Free Press: 356 pp., $26

“Today silence has become an endangered species,” writes acoustic ecologist Gordon Hempton. In a ’64 VW bus, Hempton traveled the country, recording sounds, looking for the quietest places, talking with acoustic specialists, thinking about the importance of natural silence and what it means to humans, and deciding what to do about its disappearance. The results are fascinating and disturbing. What happens to people when one of their most vital cues to spatial orientation is destroyed? How does noise affect children’s ability to learn? How does constant ambient noise affect sleep patterns? How did we allow hearing loss to become one of the most common occupational hazards? Hempton has a reverence for silence (the source of everything good) that extends beyond these questions.

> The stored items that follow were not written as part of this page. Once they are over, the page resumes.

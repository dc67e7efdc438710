use axum::Json;
use axum::extract::{Path, Query, State};
use axum::http::StatusCode;
use nb_driver::lock::LockInfo;
use serde::Deserialize;

use crate::error::ApiError;
use crate::state::AppState;

#[derive(Debug, Deserialize)]
pub struct ReleaseQuery {
    pub owner: Option<String>,
}

pub async fn list_locks(State(state): State<AppState>) -> Result<Json<Vec<LockInfo>>, ApiError> {
    let locks = state
        .driver
        .pool_lock()
        .list()
        .await
        .map_err(nb_driver::Error::from)?;
    Ok(Json(locks))
}

/// Release a lock. Without `owner` the release is forced.
pub async fn release_lock(
    State(state): State<AppState>,
    Path(id): Path<String>,
    Query(query): Query<ReleaseQuery>,
) -> Result<StatusCode, ApiError> {
    state
        .driver
        .pool_lock()
        .release(&id, query.owner.as_deref())
        .await
        .map_err(nb_driver::Error::from)?;
    tracing::warn!(lock_id = %id, owner = ?query.owner, "lock released through the API");
    Ok(StatusCode::NO_CONTENT)
}
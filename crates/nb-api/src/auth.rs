use axum::extract::{Request, State};
use axum::middleware::Next;
use axum::response::{IntoResponse, Response};

use crate::error::ApiError;
use crate::state::AppState;

/// Middleware that validates `Authorization: Bearer <key>` against the
/// configured `CONTROL_PLANE_API_KEY`.
pub async fn auth_middleware(State(state): State<AppState>, req: Request, next: Next) -> Response {
    match validate_request(&state, &req) {
        Ok(()) => next.run(req).await,
        Err(e) => e.into_response(),
    }
}

fn validate_request(state: &AppState, req: &Request) -> Result<(), ApiError> {
    let token = req
        .headers()
        .get("authorization")
        .and_then(|v| v.to_str().ok())
        .and_then(|h| h.strip_prefix("Bearer "))
        .ok_or(ApiError::Unauthorized)?;

    if token != state.config.control_plane_api_key {
        return Err(ApiError::Unauthorized);
    }
    Ok(())
}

He founded the One Square Inch project in his home state of Washington, an effort to preserve silence in at least one square inch of Olympic National Park (an astonishingly difficult thing to do). Hempton’s sonic EKG of the United States ends in Washington, D.C., where he makes his stand. “Saving silence,” he writes with restrained hope, “will take many voices.”

The Pleasure Is All Mine

Selfish Food for Modern Life

Suzanne Pirret

William Morrow: 256 pp., $24.99

Eating in public is overrated, Suzanne Pirret concludes. Between the thorny reservations process and the bad manners of friends, the only way to really control your dining experience is by eating (and drinking) alone. She should know; Pirret has eaten her way around the world, and yet, some of her favorite food is takeout. Here she generously shares her favorite recipes, for bistro food such as steak au poivre with frites; for Chinese takeout; for fish, curry, sushi, tapas and a bit more froufrou fare such as frisée with Manchego cheese, roasted Marconi almonds and quince dressing. The recipes are my favorite kind -- a splash of this, a handful of that. There are chapters on etiquette, drinking alone and waste management of leftovers. Homemade parkerhouse rolls to Champagne solo -- it’s comfort food for the stylish consumer.